By thinking of language as a grid, one avoids characterizing Saussure's signifying system as closed. A new sign, the articulus as S = (sfr, sfd), is represented by adding two new lines to the grid that intersect at S = (sfr, sfd). If sfr or sfd is already present on the grid, the existing sfr or sfd is overloaded as part of more than one active node. As examples, there is the signifier, internet, and there are the many signifieds linked to the overloaded signifier, cool. This process of adding lines to the grid or activating existing nodes on the grid can continue indefinitely.

One can thrust the notion of language as a grid farther into language, by splitting the community into its list of individuals, and opening the dimension of the variable, individual. If individuals are endowed with a personal language grid, reflecting differences in linguistic inheritance and experience, the three-dimensional community language grid that emerges subordinates the universal, two-dimensional grid. For a sign to be acceptable to the community, corresponding nodes on individuals' grids must be active to permit comprehensible communications. Heidegger's dif-ference is the new dimension of the individual, permitting the traverse between collective and individual properties of language. Alienation is the pain of being alone, the ache of "Being" an individual, the "Schmerz" of "Angst."

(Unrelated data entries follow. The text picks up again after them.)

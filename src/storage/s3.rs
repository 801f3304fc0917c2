use std::time::Duration;

use anyhow::{Context, Result};
use aws_sdk_s3::Client;
use aws_sdk_s3::presigning::PresigningConfig;
use aws_sdk_s3::primitives::ByteStream;
use chrono::{DateTime, Utc};
use futures::StreamExt;
use tokio::io::AsyncWriteExt;
use tokio_util::io::ReaderStream;
use tracing::{debug, instrument, warn};

use super::{BodyStream, ListFilter, ObjectInfo, ObjectStore, PresignMethod, PutObject, StoredObject};

/// S3 (or S3-compatible) implementation of [`ObjectStore`].
#[derive(Clone)]
pub struct S3Store {
    pub client: Client,
    /// Send listing filters as an `X-Tigris-Query` header instead of
    /// checking every candidate with `HeadObject`.
    pub server_side_query: bool,
}

impl S3Store {
    pub fn new(client: Client, server_side_query: bool) -> Self {
        Self {
            client,
            server_side_query,
        }
    }
}

#[async_trait::async_trait]
impl ObjectStore for S3Store {
    async fn exists(&self, bucket: &str, key: &str) -> Result<bool> {
        object_exists(&self.client, bucket, key).await
    }

    async fn get(&self, bucket: &str, key: &str) -> Result<StoredObject> {
        get_object(&self.client, bucket, key).await
    }

    async fn put(&self, bucket: &str, key: &str, object: PutObject) -> Result<()> {
        put_object(&self.client, bucket, key, object).await
    }

    async fn list(&self, bucket: &str, filter: &ListFilter) -> Result<Vec<ObjectInfo>> {
        list_objects(&self.client, bucket, filter, self.server_side_query).await
    }

    async fn presign(
        &self,
        bucket: &str,
        key: &str,
        method: PresignMethod,
        ttl: Duration,
    ) -> Result<Option<String>> {
        generate_presigned_url(&self.client, bucket, key, method, ttl)
            .await
            .map(Some)
    }
}

// ---------------------------------------------------------------------------
// Free functions over an explicit client, bucket and key.
// ---------------------------------------------------------------------------

/// Check whether an object exists in S3 (HEAD request).
#[instrument(skip(client), fields(%bucket, %key))]
pub async fn object_exists(client: &Client, bucket: &str, key: &str) -> Result<bool> {
    match client.head_object().bucket(bucket).key(key).send().await {
        Ok(_) => {
            debug!("object exists");
            Ok(true)
        }
        Err(err) => {
            // The SDK returns a service error with code "NotFound" (or an
            // HTTP 404) when the object does not exist.
            if err.as_service_error().is_some_and(|e| e.is_not_found()) {
                debug!("object does not exist");
                Ok(false)
            } else {
                Err(err).context("S3 HeadObject")
            }
        }
    }
}

/// Open an S3 object as a stream.
#[instrument(skip(client), fields(%bucket, %key))]
pub async fn get_object(client: &Client, bucket: &str, key: &str) -> Result<StoredObject> {
    let resp = client
        .get_object()
        .bucket(bucket)
        .key(key)
        .send()
        .await
        .context("S3 GetObject")?;

    let content_type = resp.content_type().map(str::to_owned);
    let content_length = resp.content_length().and_then(|l| u64::try_from(l).ok());
    let content_disposition = resp.content_disposition().map(str::to_owned);
    let last_modified = resp.last_modified().and_then(to_chrono);

    let body: BodyStream = Box::pin(ReaderStream::new(resp.body.into_async_read()));

    Ok(StoredObject {
        body,
        content_type,
        content_length,
        content_disposition,
        last_modified,
    })
}

/// Stream a body into S3.
///
/// `PutObject` needs the length up front.  When the origin did not announce
/// one, the body is spooled to a temporary file first.
#[instrument(skip(client, object), fields(%bucket, %key, content_type = %object.content_type))]
pub async fn put_object(client: &Client, bucket: &str, key: &str, object: PutObject) -> Result<()> {
    let PutObject {
        body,
        content_type,
        content_length,
        content_disposition,
    } = object;

    // The spool file (if any) is held until the upload has finished.
    let (stream, length, _spool) = match content_length {
        Some(len) => {
            let body = reqwest::Body::wrap_stream(body);
            (ByteStream::from_body_1_x(body), len, None)
        }
        None => {
            let (file, len) = spool_to_tempfile(body).await?;
            let stream = ByteStream::from_path(file.path())
                .await
                .context("open spool file for upload")?;
            (stream, len, Some(file))
        }
    };

    let mut req = client
        .put_object()
        .bucket(bucket)
        .key(key)
        .body(stream)
        .content_type(content_type)
        .content_length(i64::try_from(length).context("object too large")?);

    if let Some(disposition) = content_disposition.filter(|d| !d.is_empty()) {
        req = req.content_disposition(disposition);
    }

    req.send().await.context("S3 PutObject")?;

    debug!(bytes = length, "object uploaded");
    Ok(())
}

async fn spool_to_tempfile(mut body: BodyStream) -> Result<(tempfile::NamedTempFile, u64)> {
    let spool = tempfile::NamedTempFile::new().context("failed to create spool file")?;
    let mut file = tokio::fs::File::create(spool.path())
        .await
        .context("open spool file")?;

    let mut written: u64 = 0;
    while let Some(chunk) = body.next().await {
        let chunk = chunk.context("read body while spooling")?;
        file.write_all(&chunk).await.context("write spool file")?;
        written += chunk.len() as u64;
    }
    file.flush().await?;

    Ok((spool, written))
}

/// Generate a pre-signed URL for an S3 object, scoped to `method`.
#[instrument(skip(client), fields(%bucket, %key, ?method))]
pub async fn generate_presigned_url(
    client: &Client,
    bucket: &str,
    key: &str,
    method: PresignMethod,
    ttl: Duration,
) -> Result<String> {
    let presigning = PresigningConfig::builder()
        .expires_in(ttl)
        .build()
        .context("build PresigningConfig")?;

    let req = match method {
        PresignMethod::Get => client
            .get_object()
            .bucket(bucket)
            .key(key)
            .presigned(presigning)
            .await
            .context("presign GetObject")?,
        PresignMethod::Head => client
            .head_object()
            .bucket(bucket)
            .key(key)
            .presigned(presigning)
            .await
            .context("presign HeadObject")?,
    };

    let url = req.uri().to_string();
    debug!("presigned URL generated");
    Ok(url)
}

/// List every object in the bucket that passes `filter`.
///
/// Automatically paginates through all results.  The last-modified cutoff is
/// always re-applied locally; the content type comes either from the
/// server-side query or from a `HeadObject` per candidate.
#[instrument(skip(client, filter), fields(%bucket))]
pub async fn list_objects(
    client: &Client,
    bucket: &str,
    filter: &ListFilter,
    server_side_query: bool,
) -> Result<Vec<ObjectInfo>> {
    let query = if server_side_query { filter.to_query() } else { None };

    let mut candidates = Vec::new();
    let mut continuation_token: Option<String> = None;

    loop {
        let mut req = client.list_objects_v2().bucket(bucket);

        if let Some(ref token) = continuation_token {
            req = req.continuation_token(token);
        }

        let resp = match &query {
            Some(q) => {
                let q = q.clone();
                req.customize()
                    .mutate_request(move |http_req| {
                        http_req.headers_mut().insert("X-Tigris-Query", q.clone());
                    })
                    .send()
                    .await
            }
            None => req.send().await,
        }
        .context("S3 ListObjectsV2")?;

        for obj in resp.contents() {
            let (Some(key), Some(modified)) = (obj.key(), obj.last_modified().and_then(to_chrono))
            else {
                continue;
            };
            if let Some(cutoff) = filter.modified_before
                && modified >= cutoff
            {
                continue;
            }
            candidates.push((key.to_string(), modified));
        }

        match resp.next_continuation_token() {
            Some(token) => continuation_token = Some(token.to_string()),
            None => break,
        }
    }

    let mut objects = Vec::with_capacity(candidates.len());
    for (key, last_modified) in candidates {
        let content_type = match (&filter.content_type, server_side_query) {
            (Some(wanted), true) => Some(wanted.clone()),
            (None, _) => None,
            (Some(_), false) => match head_content_type(client, bucket, &key).await {
                Ok(ct) => ct,
                Err(e) => {
                    warn!(%key, error = %e, "failed to read object metadata during listing");
                    continue;
                }
            },
        };
        if filter.matches(content_type.as_deref(), last_modified) {
            objects.push(ObjectInfo {
                key,
                content_type,
                last_modified,
            });
        }
    }

    debug!(count = objects.len(), "listed objects");
    Ok(objects)
}

async fn head_content_type(client: &Client, bucket: &str, key: &str) -> Result<Option<String>> {
    let resp = client
        .head_object()
        .bucket(bucket)
        .key(key)
        .send()
        .await
        .context("S3 HeadObject")?;
    Ok(resp.content_type().map(str::to_owned))
}

fn to_chrono(ts: &aws_sdk_s3::primitives::DateTime) -> Option<DateTime<Utc>> {
    DateTime::from_timestamp(ts.secs(), ts.subsec_nanos())
}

By adding yet another dimension, time, to the model, one can discuss with Saussure how social forces change the language grids, incrementally, over time. Modelling language as a relational grid eliminated questions about the "centre." With the variable time included, can one avoid the question of the "origin," and the related question of getting something from nothing? Can one ignore the "origin" by asking how there can be nothing without something? Why do questions about the "origin" arise? Of Heidegger's fourfold universe, only mortal man speaks with language. Is mortal man's house of language a house of death, called primarily by death's stillness? Pain tearing birth and death asunder unites spirit with time allowing "Being" towards beginning and end. Death crystallizes "Being." Death empties, "versteinert," one's surging "Schmerz."

According to Heidegger, Saussure's scientific theory of language cannot "bring us to language as language." While Heidegger helps to elucidate Saussure's semiology, Heidegger requests language as language speaking to grant "an abode for the being of mortals." Language that speaks merely the emotions of mortals, at most, repeats itself. As such, Heidegger calls on language speaking and Heidegger listening to direct his choice of an original poem that speaking purely will provide the learning experience for mortals to "live in the speaking of language." Poets such as Georg Trakl privileged with primal knowledge experience language speaking—calling mortals into the experience—an experience spanning the abyss of reason and language containing each other. Is primal knowledge awareness, a pre-experience of one's death hearkening to birth? The poet of Psalms writes, "I walk through the valley of the shadow of death," addressing his Lord. Unlike the Psalmist, Heidegger's poet absents his presence from the "place of arrival" of the poem, not having called himself there.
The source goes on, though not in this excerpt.